Lost Abbey Deliverance


Lost Abbey Deliverance Beer Review

The Lost Abbey, a brewery based in San Marcos California, views beer making as a call to arms. Their website reads like a brewer’s casus belli:

In the beginning there was Adam and Eve in the Garden of Eden. They were told not to eat the fruit from the apple tree. They were tempted by the serpent and made a “choice” to eat from the tree. Their actions were not preordained but rather the actions of beings with free will. At every fork in the road, there are signs marking the struggle of Good vs. Evil. The Lost Abbey was imagined as part of a crusade in this ongoing story of Good vs. Evil beer. Everywhere we turn these days, there is a battle being waged between those who make good beer and those who make evil beer.

 

For co-founder and head brewer Tomme Arthur, the goal to brew great beers in the Belgian style, is one to be taken religiously. Above their barrel room (an addition to the space after taking over from Stone in 2006) is a large sign that reads “In Illa Brettanomyces Nos Fides”; effectively ‘In Brett we trust’. For those unfamiliar, Brett is an aggressive genus of wild yeast found in wood and the skins of fruit. It can contribute to the spoilage of wine, but in low levels adds a desirable flavor element to both wine and many beers (think a Flanders red, Gueze, lambic or other sours).

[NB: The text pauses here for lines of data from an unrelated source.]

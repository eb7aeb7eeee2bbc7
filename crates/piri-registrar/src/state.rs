//! On-disk registration progress, re-read at the top of every step so the
//! 7-step procedure can be re-entered after a crash or an operator-aborted
//! run without redoing (or re-paying for) work already done. Mirrors the
//! per-item persisted-state-and-resume discipline the teacher's publish
//! engine uses for its own multi-step procedure: one JSON file, one
//! "already done?" check per step before any side effect runs.

use std::fs;
use std::path::{Path, PathBuf};

use piri_chain::TxHash;
use serde::{Deserialize, Serialize};

use crate::error::RegistrarError;
use crate::proof_set::ProofSetId;

pub const STATE_FILE_NAME: &str = ".piri-registrar-state.json";

/// Step-by-step progress of one registrar run. Every field defaults to
/// "not done yet" so a fresh working directory starts a fresh procedure.
#[derive(Debug, Clone, Default, Serialize, Deserialize, PartialEq, Eq)]
pub struct RegistrationState {
    /// Step 3: the `register_provider` tx hash, once confirmed to the
    /// required depth.
    pub provider_registered: Option<String>,
    /// Step 4: whether the delegator approval request has been sent.
    pub approval_requested: bool,
    /// Step 5: the proof set this node will use, however it was obtained.
    pub proof_set_id: Option<ProofSetId>,
    /// Step 6a: whether this operator is registered with the delegator.
    pub delegator_registered: bool,
    /// Step 6b: the proofs the delegator returned.
    pub proofs: Vec<ProofRecord>,
    /// Step 7: whether the final config document has been written.
    pub config_written: bool,
}

/// A serializable mirror of `piri_chain::DelegationProof` — kept local so
/// this crate's on-disk schema doesn't change shape if that type does.
#[derive(Debug, Clone, Serialize, Deserialize, PartialEq, Eq)]
pub struct ProofRecord {
    pub service: String,
    pub proof: String,
}

impl From<piri_chain::DelegationProof> for ProofRecord {
    fn from(p: piri_chain::DelegationProof) -> Self {
        Self { service: p.service, proof: p.proof }
    }
}

impl RegistrationState {
    pub fn path_in(working_dir: &Path) -> PathBuf {
        working_dir.join(STATE_FILE_NAME)
    }

    /// Loads the state file if present; a fresh `RegistrationState` if not.
    pub fn load(working_dir: &Path) -> Result<Self, RegistrarError> {
        let path = Self::path_in(working_dir);
        let contents = match fs::read_to_string(&path) {
            Ok(c) => c,
            Err(e) if e.kind() == std::io::ErrorKind::NotFound => return Ok(Self::default()),
            Err(e) => return Err(RegistrarError::StateUnreadable { path: path.display().to_string(), source: e }),
        };
        serde_json::from_str(&contents)
            .map_err(|e| RegistrarError::StateCorrupt { path: path.display().to_string(), source: e })
    }

    pub fn save(&self, working_dir: &Path) -> Result<(), RegistrarError> {
        let path = Self::path_in(working_dir);
        let contents = serde_json::to_string_pretty(self).expect("registration state always serializes");
        fs::write(&path, contents).map_err(|e| RegistrarError::StateUnwritable { path: path.display().to_string(), source: e })
    }

    pub fn provider_registered_tx(&self) -> Option<TxHash> {
        self.provider_registered.clone().map(TxHash)
    }
}

#[cfg(test)]
mod tests {
    use super::*;

    #[test]
    fn load_on_fresh_directory_returns_default() {
        let td = tempfile::tempdir().unwrap();
        let state = RegistrationState::load(td.path()).unwrap();
        assert_eq!(state, RegistrationState::default());
    }

    #[test]
    fn save_then_load_round_trips() {
        let td = tempfile::tempdir().unwrap();
        let mut state = RegistrationState::default();
        state.provider_registered = Some("0xabc".to_string());
        state.proof_set_id = Some(ProofSetId(7));
        state.save(td.path()).unwrap();

        let reloaded = RegistrationState::load(td.path()).unwrap();
        assert_eq!(reloaded, state);
    }

    #[test]
    fn corrupt_state_file_is_reported_not_silently_reset() {
        let td = tempfile::tempdir().unwrap();
        std::fs::write(RegistrationState::path_in(td.path()), b"not json").unwrap();
        let err = RegistrationState::load(td.path()).unwrap_err();
        assert!(matches!(err, RegistrarError::StateCorrupt { .. }));
    }
}
//! `/admin/log/*` (spec.md §6): runtime log-level control against a
//! `tracing_subscriber::reload` handle — the idiomatic way to retune
//! levels at runtime in this ecosystem, rather than hand-rolling a
//! logging facade.

use std::collections::HashMap;
use std::sync::RwLock;

use regex::Regex;
use serde::{Deserialize, Serialize};
use tracing_subscriber::EnvFilter;
use tracing_subscriber::reload::Handle;

use crate::error::ApiError;

#[derive(Debug, Clone, Serialize, Deserialize)]
pub struct LogLevelUpdate {
    pub system: String,
    pub level: String,
}

#[derive(Debug, Clone, Serialize, Deserialize)]
pub struct LogRegexUpdate {
    pub expression: String,
    pub level: String,
}

/// Tracks a default level plus per-target overrides, rebuilding and
/// reloading the process' `EnvFilter` whenever either changes. `S` is
/// whatever subscriber layer stack the binary assembled its `EnvFilter`
/// into (`piri-cli` wires a `tracing_subscriber::Registry`).
pub struct LogController<S> {
    default_level: RwLock<String>,
    targets: RwLock<HashMap<String, String>>,
    handle: Handle<EnvFilter, S>,
}

impl<S> LogController<S>
where
    S: 'static,
{
    pub fn new(handle: Handle<EnvFilter, S>, default_level: impl Into<String>) -> Self {
        Self { default_level: RwLock::new(default_level.into()), targets: RwLock::new(HashMap::new()), handle }
    }

    /// `GET /admin/log/list` → `{ loggers: map[string → level] }`. The
    /// default level is reported under the key `"default"`.
    pub fn list(&self) -> HashMap<String, String> {
        let mut loggers = self.targets.read().unwrap().clone();
        loggers.insert("default".to_string(), self.default_level.read().unwrap().clone());
        loggers
    }

    /// `POST /admin/log/set`. `system == "default"` retunes the base
    /// level; any other name becomes (or updates) a per-target directive.
    pub fn set(&self, system: &str, level: &str) -> Result<(), ApiError> {
        validate_level(level)?;
        if system == "default" {
            *self.default_level.write().unwrap() = level.to_ascii_lowercase();
        } else {
            self.targets.write().unwrap().insert(system.to_string(), level.to_ascii_lowercase());
        }
        self.reload()
    }

    /// `POST /admin/log/set-regex`: applies `level` to every already-known
    /// target whose name matches `expression`. There is no live registry
    /// of every possible `tracing` target a process might emit through, so
    /// this only retunes targets this controller already knows about —
    /// register one via `set` first if it hasn't logged anything yet.
    pub fn set_regex(&self, expression: &str, level: &str) -> Result<(), ApiError> {
        validate_level(level)?;
        let re = Regex::new(expression).map_err(|e| ApiError::BadRequest(format!("invalid regex: {e}")))?;

        let mut targets = self.targets.write().unwrap();
        let matching: Vec<String> = targets.keys().filter(|name| re.is_match(name)).cloned().collect();
        if matching.is_empty() {
            return Err(ApiError::NotFound);
        }
        for name in matching {
            targets.insert(name, level.to_ascii_lowercase());
        }
        drop(targets);
        self.reload()
    }

    fn reload(&self) -> Result<(), ApiError> {
        let default_level = self.default_level.read().unwrap().clone();
        let targets = self.targets.read().unwrap();

        let mut directive = default_level;
        for (target, level) in targets.iter() {
            directive.push(',');
            directive.push_str(target);
            directive.push('=');
            directive.push_str(level);
        }
        drop(targets);

        let filter =
            EnvFilter::try_new(&directive).map_err(|e| ApiError::BadRequest(format!("invalid filter: {e}")))?;
        self.handle.reload(filter).map_err(|e| ApiError::Internal(e.to_string()))
    }
}

fn validate_level(level: &str) -> Result<(), ApiError> {
    match level.to_ascii_lowercase().as_str() {
        "trace" | "debug" | "info" | "warn" | "error" | "off" => Ok(()),
        _ => Err(ApiError::BadRequest(format!("unknown log level: {level}"))),
    }
}
use std::fs;
use std::io;
use std::path::Path;

use piri_fs::FsError;
use piri_process::Executor;
use tracing::{info, warn};

use crate::context::InstallContext;
use crate::error::InstallerError;

/// Runs the uninstall procedure (spec §4.4 "Uninstall"): stop and disable
/// both units, remove the host-supervisor unit symlinks, the PATH
/// convenience symlink, and the privilege-escalation file, then
/// daemon_reload. Binaries and configuration under `<opt>` are left in
/// place so a later reinstall retains version history.
///
/// Best-effort throughout: every removal tolerates the target already
/// being absent, so uninstall is safe to run against a partially-installed
/// or already-uninstalled host.
pub fn uninstall<E: Executor>(ctx: &InstallContext<E>) -> Result<(), InstallerError> {
    let paths = &ctx.paths;
    let units = [paths.main_unit.as_str(), paths.update_timer_unit.as_str()];

    for unit in units {
        if let Err(e) = ctx.service.stop_and_disable(unit) {
            warn!(unit, error = %e, "failed to stop/disable unit during uninstall, continuing");
        }
    }

    for unit in units {
        remove_if_exists(&paths.host_unit_path(unit))?;
    }

    remove_if_exists(&paths.path_symlink)?;
    remove_if_exists(&paths.sudoers_path)?;

    ctx.service.daemon_reload()?;

    info!("uninstall complete; binaries under the managed root were preserved");
    Ok(())
}

fn remove_if_exists(path: &Path) -> Result<(), InstallerError> {
    match fs::remove_file(path) {
        Ok(()) => Ok(()),
        Err(e) if e.kind() == io::ErrorKind::NotFound => Ok(()),
        Err(e) => Err(InstallerError::Fs(FsError::Io { path: path.to_path_buf(), source: e })),
    }
}

#[cfg(test)]
mod tests {
    use std::path::PathBuf;

    use piri_environment::{HostEnvironment, InitSystem, Platform};
    use piri_process::RecordingExecutor;
    use piri_service::ServiceManager;

    use super::*;
    use crate::paths::PathConfig;

    fn platform() -> Platform {
        Platform { os: "linux".to_string(), arch: "x86_64".to_string() }
    }

    fn environment() -> HostEnvironment {
        HostEnvironment { platform: platform(), init_system: InitSystem::Systemd, is_root: true, can_elevate: false }
    }

    fn paths(root: &std::path::Path) -> PathConfig {
        PathConfig {
            opt_dir: root.join("opt"),
            host_units_dir: root.join("host-units"),
            path_symlink: root.join("bin-link/piri"),
            sudoers_path: root.join("sudoers/piri"),
            binary_name: "piri".to_string(),
            config_name: "piri.toml".to_string(),
            service_user: std::env::var("USER").unwrap_or_else(|_| "root".to_string()),
            main_unit: "piri.service".to_string(),
            update_timer_unit: "piri-update.timer".to_string(),
            supervisor_cli: PathBuf::from("/usr/bin/systemctl"),
        }
    }

    #[test]
    fn uninstall_removes_symlinks_and_files_but_preserves_bin() {
        let td = tempfile::tempdir().unwrap();
        let paths_cfg = paths(td.path());

        std::fs::create_dir_all(paths_cfg.bin_dir("1.0.0")).unwrap();
        std::fs::write(paths_cfg.bin_path("1.0.0"), b"binary").unwrap();
        std::fs::create_dir_all(paths_cfg.host_units_dir.clone()).unwrap();
        std::fs::write(paths_cfg.host_unit_path("piri.service"), b"[Unit]\n").unwrap();
        std::fs::write(paths_cfg.host_unit_path("piri-update.timer"), b"[Unit]\n").unwrap();
        std::fs::create_dir_all(paths_cfg.path_symlink.parent().unwrap()).unwrap();
        std::fs::write(&paths_cfg.path_symlink, b"link").unwrap();
        std::fs::create_dir_all(paths_cfg.sudoers_path.parent().unwrap()).unwrap();
        std::fs::write(&paths_cfg.sudoers_path, paths_cfg.privilege_escalation_rule()).unwrap();

        let exec = RecordingExecutor::new();
        exec.on(&["systemctl", "stop", "piri.service"], Ok(vec![]));
        exec.on(&["systemctl", "disable", "piri.service"], Ok(vec![]));
        exec.on(&["systemctl", "stop", "piri-update.timer"], Ok(vec![]));
        exec.on(&["systemctl", "disable", "piri-update.timer"], Ok(vec![]));
        exec.on(&["systemctl", "daemon-reload"], Ok(vec![]));
        let service = ServiceManager::new(exec, "systemctl");
        let ctx = InstallContext::new(paths_cfg.clone(), service, environment());

        uninstall(&ctx).unwrap();

        assert!(!paths_cfg.host_unit_path("piri.service").exists());
        assert!(!paths_cfg.host_unit_path("piri-update.timer").exists());
        assert!(!paths_cfg.path_symlink.exists());
        assert!(!paths_cfg.sudoers_path.exists());
        assert!(paths_cfg.bin_path("1.0.0").exists());
    }

    #[test]
    fn uninstall_tolerates_already_absent_files() {
        let td = tempfile::tempdir().unwrap();
        let paths_cfg = paths(td.path());

        let exec = RecordingExecutor::new();
        exec.on(&["systemctl", "stop", "piri.service"], Err("Unit piri.service not found.".to_string()));
        exec.on(&["systemctl", "disable", "piri.service"], Err("Unit piri.service not found.".to_string()));
        exec.on(&["systemctl", "stop", "piri-update.timer"], Err("Unit piri-update.timer not found.".to_string()));
        exec.on(&["systemctl", "disable", "piri-update.timer"], Err("Unit piri-update.timer not found.".to_string()));
        exec.on(&["systemctl", "daemon-reload"], Ok(vec![]));
        let service = ServiceManager::new(exec, "systemctl");
        let ctx = InstallContext::new(paths_cfg.clone(), service, environment());

        uninstall(&ctx).unwrap();
    }
}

I visited The Lost Abbey brewery in early 2012, and was struck by the massive amount of complexity and depth of their beers. Barrel aging and the precise addition of Brett take beers to levels not known outside of Belgium. This high level brewing has not gone unnoticed. Many of Lost Abbey’s beers sit amongst the top reviewed beers on websites like RateBeer.com and BeerAdvocate.com with their limited releases commanding huge amounts on the gray market.

For this review we take a taste of one of those top-rate beers, Lost Abbey Deliverance Ale. The beer is asctually a blend of two barrel aged beers, the Bourbon barrel-aged Serpent Stout, a rich imperial stout and Angel’s Share, a brandy barrel-aged English style barleywine. Each of these beers on its own is a flavor tour de force. Will the combination be an amalgamation for the ages, or a Stygian blend, destroying the greatness each beer possesses on its own?

TASTING NOTES

From the first opening of the cork (Lost Abbey bottles are hit with additional yeast then corked and caged) this bottle conditioned wonder gives an audible ‘pop’, indicating the carbonation has held up. The nose hints of its origins with vanilla, oak, berries, raisins, and roasted malt. The pour is dark brown, with a tan head.

Bourbon Barrel Aged Serpents Stout meets Angels Share

I have only partial experience with the base beers, having sampled the excellent Serpent’s Stout on tap at Lost Abbey, sans barrel-aging, and later tasting a delicious but flat bottle of the Angel’s Share. Knowing how solid the blended beers were alone, the taste was greatly anticipated following such a bouquet. Deliverance did not disappoint. The first taste is massive dark chocolate, derived from the roasted malts of the bourbon barrel-aged Serpent’s Stout. Following chocolate, the palate turns to bourbon flavors, and dark fruits, with moderate carbonation carrying a medium body. The finish is slightly tart with hints of cherry and a gentle slap on the wrist from the well hidden 12.5% ABV. So much is going on.

CONCLUSION

As any craft beer aficionado will no doubt attest to, mixing even the most delicious beers together rarely leads to anything but foul hodgepodge, worse than the least of its parts. This blend of two titanic Lost Abbey beers by contrast, yields one of the most complex and satisfying ales I have ever tasted. Lost Abbey Deliverance is more than a stout, more than barleywine, it is in fact a masterpiece.